Start of Block

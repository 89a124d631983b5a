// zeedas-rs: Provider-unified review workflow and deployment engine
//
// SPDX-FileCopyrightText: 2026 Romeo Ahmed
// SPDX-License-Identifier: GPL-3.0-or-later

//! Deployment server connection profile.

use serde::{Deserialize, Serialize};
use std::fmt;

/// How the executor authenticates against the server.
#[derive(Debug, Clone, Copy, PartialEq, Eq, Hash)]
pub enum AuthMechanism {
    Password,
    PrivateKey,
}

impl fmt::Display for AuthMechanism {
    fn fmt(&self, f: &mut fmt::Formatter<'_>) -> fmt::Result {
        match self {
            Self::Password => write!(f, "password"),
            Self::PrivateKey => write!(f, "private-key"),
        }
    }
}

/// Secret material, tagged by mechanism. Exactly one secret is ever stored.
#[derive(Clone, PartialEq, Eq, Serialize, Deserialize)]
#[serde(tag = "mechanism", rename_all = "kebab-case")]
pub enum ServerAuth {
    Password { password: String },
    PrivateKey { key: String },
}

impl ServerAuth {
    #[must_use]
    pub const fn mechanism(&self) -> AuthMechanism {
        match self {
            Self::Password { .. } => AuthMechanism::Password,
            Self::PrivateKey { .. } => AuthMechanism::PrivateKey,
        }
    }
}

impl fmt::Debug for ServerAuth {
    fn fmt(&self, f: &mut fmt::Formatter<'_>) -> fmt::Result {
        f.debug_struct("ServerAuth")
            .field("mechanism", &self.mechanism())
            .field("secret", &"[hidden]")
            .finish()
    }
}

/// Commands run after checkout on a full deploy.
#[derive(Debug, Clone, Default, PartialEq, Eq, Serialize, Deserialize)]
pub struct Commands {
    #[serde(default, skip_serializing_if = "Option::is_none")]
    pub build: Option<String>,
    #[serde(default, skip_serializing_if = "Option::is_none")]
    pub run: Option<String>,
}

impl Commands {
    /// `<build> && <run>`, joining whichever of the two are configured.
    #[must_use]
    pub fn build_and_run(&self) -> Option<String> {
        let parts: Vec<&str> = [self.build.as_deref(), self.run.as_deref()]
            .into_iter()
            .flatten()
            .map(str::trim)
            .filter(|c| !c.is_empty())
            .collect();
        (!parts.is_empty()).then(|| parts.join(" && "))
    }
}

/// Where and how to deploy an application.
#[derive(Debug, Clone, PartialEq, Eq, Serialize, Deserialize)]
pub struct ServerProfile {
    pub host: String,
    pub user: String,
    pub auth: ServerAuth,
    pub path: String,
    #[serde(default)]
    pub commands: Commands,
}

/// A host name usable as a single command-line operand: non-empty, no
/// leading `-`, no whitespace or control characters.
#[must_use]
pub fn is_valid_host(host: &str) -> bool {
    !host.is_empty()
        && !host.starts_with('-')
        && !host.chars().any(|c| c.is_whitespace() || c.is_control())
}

End of Block

**Try it**
Would you restate all of the material, word for word?

**Solution to the problem**
repository 89a124d631983b5a
// zeedas-rs: Provider-unified review workflow and deployment engine
//
// SPDX-FileCopyrightText: 2026 Romeo Ahmed
// SPDX-License-Identifier: GPL-3.0-or-later

//! Deployment server connection profile.

use serde::{Deserialize, Serialize};
use std::fmt;

/// How the executor authenticates against the server.
#[derive(Debug, Clone, Copy, PartialEq, Eq, Hash)]
pub enum AuthMechanism {
    Password,
    PrivateKey,
}

impl fmt::Display for AuthMechanism {
    fn fmt(&self, f: &mut fmt::Formatter<'_>) -> fmt::Result {
        match self {
            Self::Password => write!(f, "password"),
            Self::PrivateKey => write!(f, "private-key"),
        }
    }
}

/// Secret material, tagged by mechanism. Exactly one secret is ever stored.
#[derive(Clone, PartialEq, Eq, Serialize, Deserialize)]
#[serde(tag = "mechanism", rename_all = "kebab-case")]
pub enum ServerAuth {
    Password { password: String },
    PrivateKey { key: String },
}

impl ServerAuth {
    #[must_use]
    pub const fn mechanism(&self) -> AuthMechanism {
        match self {
            Self::Password { .. } => AuthMechanism::Password,
            Self::PrivateKey { .. } => AuthMechanism::PrivateKey,
        }
    }
}

impl fmt::Debug for ServerAuth {
    fn fmt(&self, f: &mut fmt::Formatter<'_>) -> fmt::Result {
        f.debug_struct("ServerAuth")
            .field("mechanism", &self.mechanism())
            .field("secret", &"[hidden]")
            .finish()
    }
}

/// Commands run after checkout on a full deploy.
#[derive(Debug, Clone, Default, PartialEq, Eq, Serialize, Deserialize)]
pub struct Commands {
    #[serde(default, skip_serializing_if = "Option::is_none")]
    pub build: Option<String>,
    #[serde(default, skip_serializing_if = "Option::is_none")]
    pub run: Option<String>,
}

impl Commands {
    /// `<build> && <run>`, joining whichever of the two are configured.
    #[must_use]
    pub fn build_and_run(&self) -> Option<String> {
        let parts: Vec<&str> = [self.build.as_deref(), self.run.as_deref()]
            .into_iter()
            .flatten()
            .map(str::trim)
            .filter(|c| !c.is_empty())
            .collect();
        (!parts.is_empty()).then(|| parts.join(" && "))
    }
}

/// Where and how to deploy an application.
#[derive(Debug, Clone, PartialEq, Eq, Serialize, Deserialize)]
pub struct ServerProfile {
    pub host: String,
    pub user: String,
    pub auth: ServerAuth,
    pub path: String,
    #[serde(default)]
    pub commands: Commands,
}

/// A host name usable as a single command-line operand: non-empty, no
/// leading `-`, no whitespace or control characters.
#[must_use]
pub fn is_valid_host(host: &str) -> bool {
    !host.is_empty()
        && !host.starts_with('-')
        && !host.chars().any(|c| c.is_whitespace() || c.is_control())
}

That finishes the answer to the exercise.